По телевизору прошел треск электрического разряда. Даг с облегчением вздохнул. Ничего там нет снаружи, кроме дождя и чудовищного ветра. Дождь будет полезен для окна. Двенадцать лет магазину, а Даг ни разу не мыл окно.
На экране телевизора сержант Слотер лез через канаты на ринг для участия в главной схватке вечера. Болельщики ревели от восторга. Они размахивали американскими флагами и улюлюкали его слоноподобному противнику Айрону Шейху, который уже был на ринге. Шейх не оказал ему ни малейшего почтения, этот иранец был испорчен до мозга костей. Шейх презирал противника, болельщиков, судью и весь мир. Разъяренно-чудовищный, в своих черных очках и военно-морской пилотке, Слотер с угрозой замахнулся офицерской тростью на своего бритоголового противника — секунданты едва его удержали. Этот иранец мог засунуть голову между своих ног, поцеловать задницу и сказать ей прощай.
Антикварный магазин Джо Д'Агоста был в пятнадцати минутах езды от Манхэттена, в квартале Куинз Астории, прозванном «Маленькими Афинами» из-за засилия греческого населения. Раньше вплоть до 50-х годов, когда эмиграционные законы перестали быть такими строгими и эмигрантам из Южной Европы разрешили въезд в страну, здесь жили итальянцы в аккуратненьких на две семьи домиках. Астория стала самым крупным греческим городом за пределами Греции, местом, где греки могли прожить всю жизнь, не зная ни слова по-английски. Здесь магазины торговали иконами в золотых окладах, живописными платками с острова Крит и бледно-голубыми коболи, четками. Здесь в ресторанчиках не было меню, а посетители заказывали то, что видели на мармите. Здесь на витринах мясного рынка выставлялись овечьи головы, мертвыми глазами смотрящие на оживленные улицы квартала.

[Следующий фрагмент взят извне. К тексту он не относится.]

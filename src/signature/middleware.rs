//! Axum middleware rejecting unauthenticated requests.
//!
//! Mounted with `axum::middleware::from_fn_with_state`. The body is buffered
//! (up to the configured limit) so the digest can be checked, then handed to
//! the inner handler unchanged.

use std::sync::Arc;

use axum::body::{Body, to_bytes};
use axum::extract::{OriginalUri, Request, State};
use axum::http::StatusCode;
use axum::middleware::Next;
use axum::response::{IntoResponse, Response};
use tracing::{debug, warn};

use super::SignatureVerifier;

/// Verifies the request signature before running the inner service.
pub async fn verify_signature(
    State(verifier): State<Arc<SignatureVerifier>>,
    request: Request,
    next: Next,
) -> Response {
    if verifier.skips_verification() {
        return next.run(request).await;
    }

    let (parts, body) = request.into_parts();
    let body = match to_bytes(body, verifier.config().max_body_bytes).await {
        Ok(body) => body,
        Err(e) => {
            warn!(error = %e, "Failed to read callback body");
            return StatusCode::PAYLOAD_TOO_LARGE.into_response();
        }
    };

    // Nested routers strip their prefix from `uri`; the signer saw the full path.
    let uri = parts
        .extensions
        .get::<OriginalUri>()
        .map(|original| original.0.clone())
        .unwrap_or_else(|| parts.uri.clone());
    let target = uri.path_and_query().map_or("/", |pq| pq.as_str());

    match verifier
        .verify(&parts.method, target, &parts.headers, &body)
        .await
    {
        Ok(key_id) => {
            debug!(key_id = %key_id, "Authenticated callback");
            next.run(Request::from_parts(parts, Body::from(body))).await
        }
        Err(e) => {
            warn!(error = %e, "Rejected callback");
            e.into_response()
        }
    }
}
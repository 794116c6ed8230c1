//! Verification of signed inbound requests.

use std::sync::Arc;
use std::time::Duration;

use base64::Engine;
use base64::engine::general_purpose::{STANDARD, URL_SAFE_NO_PAD};
use chrono::{DateTime, Utc};
use http::{HeaderMap, Method};
use tracing::{debug, instrument};

use super::SignatureError;
use super::canonical::{REQUEST_TARGET, digest_matches, signing_string};
use super::params::SignatureParams;
use crate::keys::{KeyAlgorithm, KeyCache, KeyMaterial};
use crate::types::KeyId;

/// Header carrying the signature parameter block.
pub const SIGNATURE_HEADER: &str = "signature";

/// Default tolerated difference between the `Date` header and local time.
const DEFAULT_MAX_CLOCK_SKEW_SECS: u64 = 300;

/// Default inbound body limit (1 MiB).
pub const DEFAULT_MAX_BODY_BYTES: usize = 1024 * 1024;

/// Configuration for a [`SignatureVerifier`].
#[derive(Debug, Clone)]
pub struct VerifierConfig {
    /// Skip verification entirely. For trusted internal topologies only.
    pub skip_verification: bool,

    /// Headers every signature must cover.
    ///
    /// Default: `(request-target)` and `digest`.
    pub required_headers: Vec<String>,

    /// Maximum skew between a covered `Date` header and local time.
    ///
    /// `None` disables the check. Default: 5 minutes.
    pub max_clock_skew: Option<Duration>,

    /// URL prefixes a key identifier must start with. Empty accepts any.
    pub trusted_key_prefixes: Vec<String>,

    /// Largest request body buffered for verification.
    pub max_body_bytes: usize,
}

impl Default for VerifierConfig {
    fn default() -> Self {
        Self::new()
    }
}

impl VerifierConfig {
    pub fn new() -> Self {
        VerifierConfig {
            skip_verification: false,
            required_headers: vec![REQUEST_TARGET.to_string(), "digest".to_string()],
            max_clock_skew: Some(Duration::from_secs(DEFAULT_MAX_CLOCK_SKEW_SECS)),
            trusted_key_prefixes: Vec::new(),
            max_body_bytes: DEFAULT_MAX_BODY_BYTES,
        }
    }

    pub fn with_skip_verification(mut self, skip: bool) -> Self {
        self.skip_verification = skip;
        self
    }

    pub fn with_required_headers(mut self, headers: &[&str]) -> Self {
        self.required_headers = headers.iter().map(|h| h.to_ascii_lowercase()).collect();
        self
    }

    pub fn with_max_clock_skew(mut self, skew: Option<Duration>) -> Self {
        self.max_clock_skew = skew;
        self
    }

    pub fn with_trusted_key_prefix(mut self, prefix: impl Into<String>) -> Self {
        self.trusted_key_prefixes.push(prefix.into());
        self
    }

    pub fn with_max_body_bytes(mut self, limit: usize) -> Self {
        self.max_body_bytes = limit;
        self
    }
}

/// Authenticates inbound requests against keys resolved by a [`KeyCache`].
pub struct SignatureVerifier {
    keys: Arc<KeyCache>,
    config: VerifierConfig,
}

impl SignatureVerifier {
    pub fn new(keys: Arc<KeyCache>, config: VerifierConfig) -> Self {
        SignatureVerifier { keys, config }
    }

    pub fn config(&self) -> &VerifierConfig {
        &self.config
    }

    pub fn skips_verification(&self) -> bool {
        self.config.skip_verification
    }

    /// Verifies a request, returning the signer's key identifier.
    ///
    /// Checks run cheapest first; the key is only resolved once the header,
    /// covered-header list, digest and date have passed.
    #[instrument(skip_all, fields(method = %method, target = %path_and_query))]
    pub async fn verify(
        &self,
        method: &Method,
        path_and_query: &str,
        headers: &HeaderMap,
        body: &[u8],
    ) -> Result<KeyId, SignatureError> {
        let raw = headers
            .get(SIGNATURE_HEADER)
            .ok_or(SignatureError::MissingHeader)?
            .to_str()
            .map_err(|_| SignatureError::Malformed("non-ASCII header".to_string()))?;
        let params = SignatureParams::parse(raw)?;

        if !self.is_trusted(&params.key_id) {
            return Err(SignatureError::UntrustedKey(params.key_id));
        }

        for required in &self.config.required_headers {
            if !params.covers(required) {
                return Err(SignatureError::HeaderNotCovered(required.clone()));
            }
        }

        let signing_string = signing_string(method, path_and_query, headers, &params.headers)
            .map_err(SignatureError::MissingCoveredHeader)?;

        if let Some(digest) = headers.get("digest") {
            let digest = digest
                .to_str()
                .map_err(|_| SignatureError::Malformed("non-ASCII digest".to_string()))?;
            match digest_matches(digest, body) {
                Some(true) => {}
                Some(false) => return Err(SignatureError::DigestMismatch),
                None => return Err(SignatureError::UnsupportedDigest),
            }
        }

        if params.covers("date")
            && let Some(max_skew) = self.config.max_clock_skew
        {
            check_date(headers, max_skew)?;
        }

        let key = self.keys.get_key(&params.key_id).await?;
        let algorithm = resolve_algorithm(params.algorithm.as_deref(), &key)?;
        let signature = normalize_signature(&params.signature, algorithm)?;

        let valid = jsonwebtoken::crypto::verify(
            &signature,
            signing_string.as_bytes(),
            key.decoding_key(),
            algorithm.jwt_algorithm(),
        )
        .unwrap_or(false);

        if !valid {
            return Err(SignatureError::BadSignature);
        }

        debug!(key_id = %params.key_id, "Signature verified");
        Ok(params.key_id)
    }

    fn is_trusted(&self, key_id: &KeyId) -> bool {
        self.config.trusted_key_prefixes.is_empty()
            || self
                .config
                .trusted_key_prefixes
                .iter()
                .any(|prefix| key_id.as_str().starts_with(prefix.as_str()))
    }
}

/// `hs2019` (or no algorithm) defers to the key's own algorithm.
fn resolve_algorithm(
    declared: Option<&str>,
    key: &KeyMaterial,
) -> Result<KeyAlgorithm, SignatureError> {
    let Some(declared) = declared.filter(|d| !d.eq_ignore_ascii_case("hs2019")) else {
        return Ok(key.algorithm());
    };
    let algorithm = KeyAlgorithm::from_header_name(declared)
        .ok_or_else(|| SignatureError::UnsupportedAlgorithm(declared.to_string()))?;
    if algorithm != key.algorithm() {
        return Err(SignatureError::AlgorithmMismatch {
            declared: algorithm,
            key: key.algorithm(),
        });
    }
    Ok(algorithm)
}

fn check_date(headers: &HeaderMap, max_skew: Duration) -> Result<(), SignatureError> {
    let raw = headers
        .get("date")
        .and_then(|v| v.to_str().ok())
        .ok_or_else(|| SignatureError::MissingCoveredHeader("date".to_string()))?;
    let date = DateTime::parse_from_rfc2822(raw)
        .map_err(|_| SignatureError::InvalidDate)?
        .with_timezone(&Utc);

    let skew = (Utc::now() - date).abs();
    match skew.to_std() {
        Ok(skew) if skew <= max_skew => Ok(()),
        _ => Err(SignatureError::StaleDate),
    }
}

/// Converts the wire signature (standard base64) into the base64url form
/// `jsonwebtoken` expects. ECDSA signatures in DER form are converted to
/// fixed-width `r || s`.
fn normalize_signature(value: &str, algorithm: KeyAlgorithm) -> Result<String, SignatureError> {
    let raw = STANDARD
        .decode(value)
        .or_else(|_| URL_SAFE_NO_PAD.decode(value.trim_end_matches('=')))
        .map_err(|_| SignatureError::InvalidEncoding)?;

    let raw = match algorithm {
        KeyAlgorithm::EcdsaSha256 if raw.len() != P256_FIXED_LEN => {
            der_to_fixed(&raw).ok_or(SignatureError::InvalidEncoding)?
        }
        _ => raw,
    };
    Ok(URL_SAFE_NO_PAD.encode(raw))
}

const P256_SCALAR_LEN: usize = 32;
const P256_FIXED_LEN: usize = 2 * P256_SCALAR_LEN;

/// Parses `SEQUENCE { INTEGER r, INTEGER s }` into 64 bytes.
pub(crate) fn der_to_fixed(der: &[u8]) -> Option<Vec<u8>> {
    let (tag, body, rest) = der_element(der)?;
    if tag != 0x30 || !rest.is_empty() {
        return None;
    }
    let (r_tag, r, body) = der_element(body)?;
    let (s_tag, s, tail) = der_element(body)?;
    if r_tag != 0x02 || s_tag != 0x02 || !tail.is_empty() {
        return None;
    }

    let mut out = Vec::with_capacity(P256_FIXED_LEN);
    for int in [r, s] {
        let int = strip_leading_zeros(int);
        if int.len() > P256_SCALAR_LEN {
            return None;
        }
        out.extend(std::iter::repeat_n(0u8, P256_SCALAR_LEN - int.len()));
        out.extend_from_slice(int);
    }
    Some(out)
}

/// Splits one short-or-long-form DER element into (tag, contents, remainder).
fn der_element(input: &[u8]) -> Option<(u8, &[u8], &[u8])> {
    let (&tag, input) = input.split_first()?;
    let (&len_byte, input) = input.split_first()?;
    let (len, input) = if len_byte < 0x80 {
        (len_byte as usize, input)
    } else {
        let count = (len_byte & 0x7f) as usize;
        if count == 0 || count > 2 || input.len() < count {
            return None;
        }
        let len = input[..count]
            .iter()
            .fold(0usize, |acc, b| (acc << 8) | *b as usize);
        (len, &input[count..])
    };
    if input.len() < len {
        return None;
    }
    Some((tag, &input[..len], &input[len..]))
}

fn strip_leading_zeros(mut bytes: &[u8]) -> &[u8] {
    while let [0, rest @ ..] = bytes {
        bytes = rest;
    }
    bytes
}
//! Outbound HTTP and credential capabilities.
//!
//! The delivery core never builds an HTTP client itself. Key-set fetches and
//! result polls go through a [`Transport`], and bearer credentials come from a
//! [`TokenProvider`]. Production code uses [`ReqwestTransport`]; tests swap in
//! scripted fakes.

mod http_client;
mod token;

pub use http_client::ReqwestTransport;
pub use token::{StaticToken, TokenError, TokenProvider};

use async_trait::async_trait;
use bytes::Bytes;
use http::{Request, Response};
use thiserror::Error;

/// User agent sent on every outbound request.
pub const USER_AGENT: &str = concat!("query-delivery/", env!("CARGO_PKG_VERSION"));

/// Errors from issuing an HTTP request.
///
/// A transport error means no HTTP response was obtained. Non-2xx responses
/// are not transport errors; callers inspect the status themselves.
#[derive(Debug, Error)]
pub enum TransportError {
    /// The request could not be built or sent (bad URL, invalid header).
    #[error("invalid request: {0}")]
    InvalidRequest(String),

    /// The server could not be reached.
    #[error("connection failed: {0}")]
    Connect(String),

    /// No response arrived within the transport's timeout.
    #[error("request timed out")]
    Timeout,

    /// Any other client-side failure, including body read errors.
    #[error("HTTP client error: {0}")]
    Client(#[source] Box<dyn std::error::Error + Send + Sync>),
}

/// Issues one HTTP request and returns the fully buffered response.
#[async_trait]
pub trait Transport: Send + Sync {
    async fn send(&self, request: Request<Bytes>) -> Result<Response<Bytes>, TransportError>;
}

Отец Д'Агоста, Кармине, крыл вновь прибывших по-английски и на циджи, сицилийском диалекте, клянясь, что никто не посмеет выбросить его из Астории. Д'Агосты оставались в доме из красного кирпича на Хойт-Авеню-Саус и продолжали торговать в магазине винодельческого оборудования на Дитмарз-Бульвар, продающем дубовые бочки, винодельческие прессы, сифоны, закупоривающие устройства для бутылок и фруктовые экстракты и итальянцам, и грекам, производившим свои собственные вина и ликеры.
Теперь в доме остался только Д'Агоста со своей женой и дочерью-калекой. Магазин винодельческого оборудования превратился в магазин одежды, торгующей кафтанами и греческими бурками с капюшоном, сшитым из грубого сукна. Антикварный магазинчик Д'Агоста был рядом с магазином одежды, он выходил на корты Боцци в парке на Стейнвэй-стрит, названной по имени фабриканта девятнадцатого века, производителя фортепиано, отправившего своих рабочих в это удаленное место, чтобы держать их подальше от профсоюзных деятелей. До того, как Даг приобрел это маленькое помещение, там была итальянская пекарня, славившаяся своими канноли[8].
Предположительно раз в неделю местные гангстеры использовали пекарню как крематорий. Каждое воскресенье, по словам отца Дага, они сжигали тела в печи вспрыскивая покойников сахарным сиропом, чтобы устранить запах горелого мяса. Все сгорало дотла, за исключением черепов, которые не горели, сколь долго они ни находились в огне. Черепа выбрасывали в Ист-Ривер, всего лишь в квартале от пекарни. Или закапывали здесь же под полом. Д'Агоста не мог ходить по полу своей задней комнаты, не думая: «Сегодня тот день, когда я опущу руку под пол и вытащу голову, глазурованную сахаром».